┌──

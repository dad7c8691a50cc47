use crate::{
    db::DbPool,
    entities::customs_entry::{self, ActiveModel as CustomsActiveModel, Entity as CustomsEntity},
    entities::shipment::Entity as ShipmentEntity,
    errors::ServiceError,
    events::{Event, EventSender},
};
use chrono::{DateTime, Utc};
use rust_decimal::Decimal;
use sea_orm::{
    ActiveModelTrait, ColumnTrait, EntityTrait, QueryFilter, QueryOrder, Set,
};
use serde::{Deserialize, Serialize};
use std::sync::Arc;
use tracing::{error, info, instrument};
use utoipa::ToSchema;
use uuid::Uuid;

const CUSTOMS_STATUSES: [&str; 5] = ["Pending", "Submitted", "Under Review", "Cleared", "Held"];

#[derive(Debug, Serialize, Deserialize, ToSchema)]
#[serde(deny_unknown_fields)]
pub struct CreateCustomsEntryRequest {
    pub entry_number: Option<String>,
    pub broker: Option<String>,
    /// Defaults to `Pending`.
    pub status: Option<String>,
    pub submitted_date: Option<DateTime<Utc>>,
    pub duty_amount: Option<Decimal>,
    pub notes: Option<String>,
}

#[derive(Debug, Serialize, Deserialize, ToSchema)]
#[serde(deny_unknown_fields)]
pub struct UpdateCustomsEntryRequest {
    pub entry_number: Option<String>,
    pub broker: Option<String>,
    pub status: Option<String>,
    pub submitted_date: Option<DateTime<Utc>>,
    pub duty_amount: Option<Decimal>,
    pub notes: Option<String>,
}

/// Customs clearance entries per shipment. Reaching `Cleared` stamps
/// `cleared_date` once; repeats leave the original stamp.
#[derive(Clone)]
pub struct CustomsService {
    db_pool: Arc<DbPool>,
    event_sender: EventSender,
}

impl CustomsService {
    pub fn new(db_pool: Arc<DbPool>, event_sender: EventSender) -> Self {
        Self {
            db_pool,
            event_sender,
        }
    }

    fn check_status(status: &str) -> Result<(), ServiceError> {
        if CUSTOMS_STATUSES.contains(&status) {
            Ok(())
        } else {
            Err(ServiceError::ValidationError(format!(
                "customs status must be one of: {}",
                CUSTOMS_STATUSES.join(", ")
            )))
        }
    }

    #[instrument(skip(self, request))]
    pub async fn create_entry(
        &self,
        shipment_id: Uuid,
        request: CreateCustomsEntryRequest,
    ) -> Result<customs_entry::Model, ServiceError> {
        let db = &*self.db_pool;
        ShipmentEntity::find_by_id(shipment_id)
            .one(db)
            .await
            .map_err(ServiceError::DatabaseError)?
            .ok_or_else(|| ServiceError::NotFound("Shipment not found".to_string()))?;

        let status = request.status.unwrap_or_else(|| "Pending".to_string());
        Self::check_status(&status)?;

        let cleared_date = (status == "Cleared").then(Utc::now);
        let model = CustomsActiveModel {
            shipment_id: Set(shipment_id),
            entry_number: Set(request.entry_number),
            status: Set(status),
            broker: Set(request.broker),
            submitted_date: Set(request.submitted_date),
            cleared_date: Set(cleared_date),
            duty_amount: Set(request.duty_amount),
            notes: Set(request.notes),
            ..Default::default()
        }
        .insert(db)
        .await
        .map_err(|e| {
            error!(error = %e, shipment_id = %shipment_id, "failed to insert customs entry");
            ServiceError::DatabaseError(e)
        })?;

        info!(customs_entry_id = %model.id, shipment_id = %shipment_id, "customs entry created");
        Ok(model)
    }

    #[instrument(skip(self, request))]
    pub async fn update_entry(
        &self,
        entry_id: Uuid,
        request: UpdateCustomsEntryRequest,
    ) -> Result<customs_entry::Model, ServiceError> {
        let db = &*self.db_pool;
        let existing = CustomsEntity::find_by_id(entry_id)
            .one(db)
            .await
            .map_err(ServiceError::DatabaseError)?
            .ok_or_else(|| ServiceError::NotFound("Customs entry not found".to_string()))?;

        let newly_cleared = match &request.status {
            Some(status) => {
                Self::check_status(status)?;
                status == "Cleared" && existing.cleared_date.is_none()
            }
            None => false,
        };
        let shipment_id = existing.shipment_id;

        let mut active: CustomsActiveModel = existing.into();
        if let Some(value) = request.entry_number {
            active.entry_number = Set(Some(value));
        }
        if let Some(value) = request.broker {
            active.broker = Set(Some(value));
        }
        if let Some(status) = request.status {
            active.status = Set(status);
        }
        if let Some(value) = request.submitted_date {
            active.submitted_date = Set(Some(value));
        }
        if let Some(value) = request.duty_amount {
            active.duty_amount = Set(Some(value));
        }
        if let Some(value) = request.notes {
            active.notes = Set(Some(value));
        }
        if newly_cleared {
            active.cleared_date = Set(Some(Utc::now()));
        }

        let updated = active.update(db).await.map_err(|e| {
            error!(error = %e, customs_entry_id = %entry_id, "failed to update customs entry");
            ServiceError::DatabaseError(e)
        })?;

        info!(customs_entry_id = %entry_id, status = %updated.status, "customs entry updated");
        if newly_cleared {
            self.event_sender.emit(Event::CustomsCleared {
                customs_entry_id: entry_id,
                shipment_id,
            });
        }
        Ok(updated)
    }

    #[instrument(skip(self))]
    pub async fn list_for_shipment(
        &self,
        shipment_id: Uuid,
    ) -> Result<Vec<customs_entry::Model>, ServiceError> {
        let db = &*self.db_pool;
        ShipmentEntity::find_by_id(shipment_id)
            .one(db)
            .await
            .map_err(ServiceError::DatabaseError)?
            .ok_or_else(|| ServiceError::NotFound("Shipment not found".to_string()))?;
        CustomsEntity::find()
            .filter(customs_entry::Column::ShipmentId.eq(shipment_id))
            .order_by_asc(customs_entry::Column::CreatedAt)
            .all(db)
            .await
            .map_err(ServiceError::DatabaseError)
    }
}

#[cfg(test)]
mod tests {
    use super::*;
    use crate::entities::{order, shipment};
    use rust_decimal_macros::dec;
    use sea_orm::Database;
    use sea_orm_migration::MigratorTrait;

    async fn setup() -> (CustomsService, Uuid) {
        let db = Database::connect("sqlite::memory:")
            .await
            .expect("sqlite connection");
        migrations::Migrator::up(&db, None)
            .await
            .expect("migrations");
        let db = Arc::new(db);

        let order = order::ActiveModel {
            order_number: Set("ORD-000001".into()),
            description: Set("Pumps".into()),
            quantity: Set(dec!(2)),
            unit_price: Set(dec!(900)),
            total_amount: Set(dec!(1800)),
            currency: Set("QAR".into()),
            order_date: Set(Utc::now().date_naive()),
            status: Set("Shipped".into()),
            priority: Set("Normal".into()),
            ..Default::default()
        }
        .insert(&*db)
        .await
        .unwrap();
        let shipment = shipment::ActiveModel {
            order_id: Set(order.id),
            tracking_number: Set("TRK-CUST".into()),
            current_status: Set("Customs Delay".into()),
            ..Default::default()
        }
        .insert(&*db)
        .await
        .unwrap();

        let (sender, _handle) = crate::events::spawn_event_logger(16);
        (CustomsService::new(db, sender), shipment.id)
    }

    #[tokio::test]
    async fn cleared_date_is_stamped_once() {
        let (service, shipment_id) = setup().await;
        let entry = service
            .create_entry(
                shipment_id,
                CreateCustomsEntryRequest {
                    entry_number: Some("QC-7781".into()),
                    broker: Some("Al Jazeera Clearing".into()),
                    status: None,
                    submitted_date: None,
                    duty_amount: None,
                    notes: None,
                },
            )
            .await
            .unwrap();
        assert_eq!(entry.status, "Pending");
        assert!(entry.cleared_date.is_none());

        let cleared = service
            .update_entry(
                entry.id,
                UpdateCustomsEntryRequest {
                    entry_number: None,
                    broker: None,
                    status: Some("Cleared".into()),
                    submitted_date: None,
                    duty_amount: Some(dec!(340.00)),
                    notes: None,
                },
            )
            .await
            .unwrap();
        let stamp = cleared.cleared_date.expect("cleared stamp");

        let again = service
            .update_entry(
                entry.id,
                UpdateCustomsEntryRequest {
                    entry_number: None,
                    broker: None,
                    status: Some("Cleared".into()),
                    submitted_date: None,
                    duty_amount: None,
                    notes: None,
                },
            )
            .await
            .unwrap();
        assert_eq!(again.cleared_date, Some(stamp));
    }

    #[tokio::test]
    async fn unknown_status_is_rejected() {
        let (service, shipment_id) = setup().await;
        let err = service
            .create_entry(
                shipment_id,
                CreateCustomsEntryRequest {
                    entry_number: None,
                    broker: None,
                    status: Some("Vanished".into()),
                    submitted_date: None,
                    duty_amount: None,
                    notes: None,
                },
            )
            .await
            .unwrap_err();
        assert!(matches!(err, ServiceError::ValidationError(_)));
    }

    #[tokio::test]
    async fn listing_requires_an_existing_shipment() {
        let (service, shipment_id) = setup().await;
        assert!(service.list_for_shipment(shipment_id).await.unwrap().is_empty());
        let err = service.list_for_shipment(Uuid::new_v4()).await.unwrap_err();
        assert!(matches!(err, ServiceError::NotFound(_)));
    }
}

└──

[WHAT IS NEEDED] If a line in the data above includes the string "failed", copy it.

[SOLUTION]
            error!(error = %e, shipment_id = %shipment_id, "failed to insert customs entry");
            error!(error = %e, customs_entry_id = %entry_id, "failed to update customs entry");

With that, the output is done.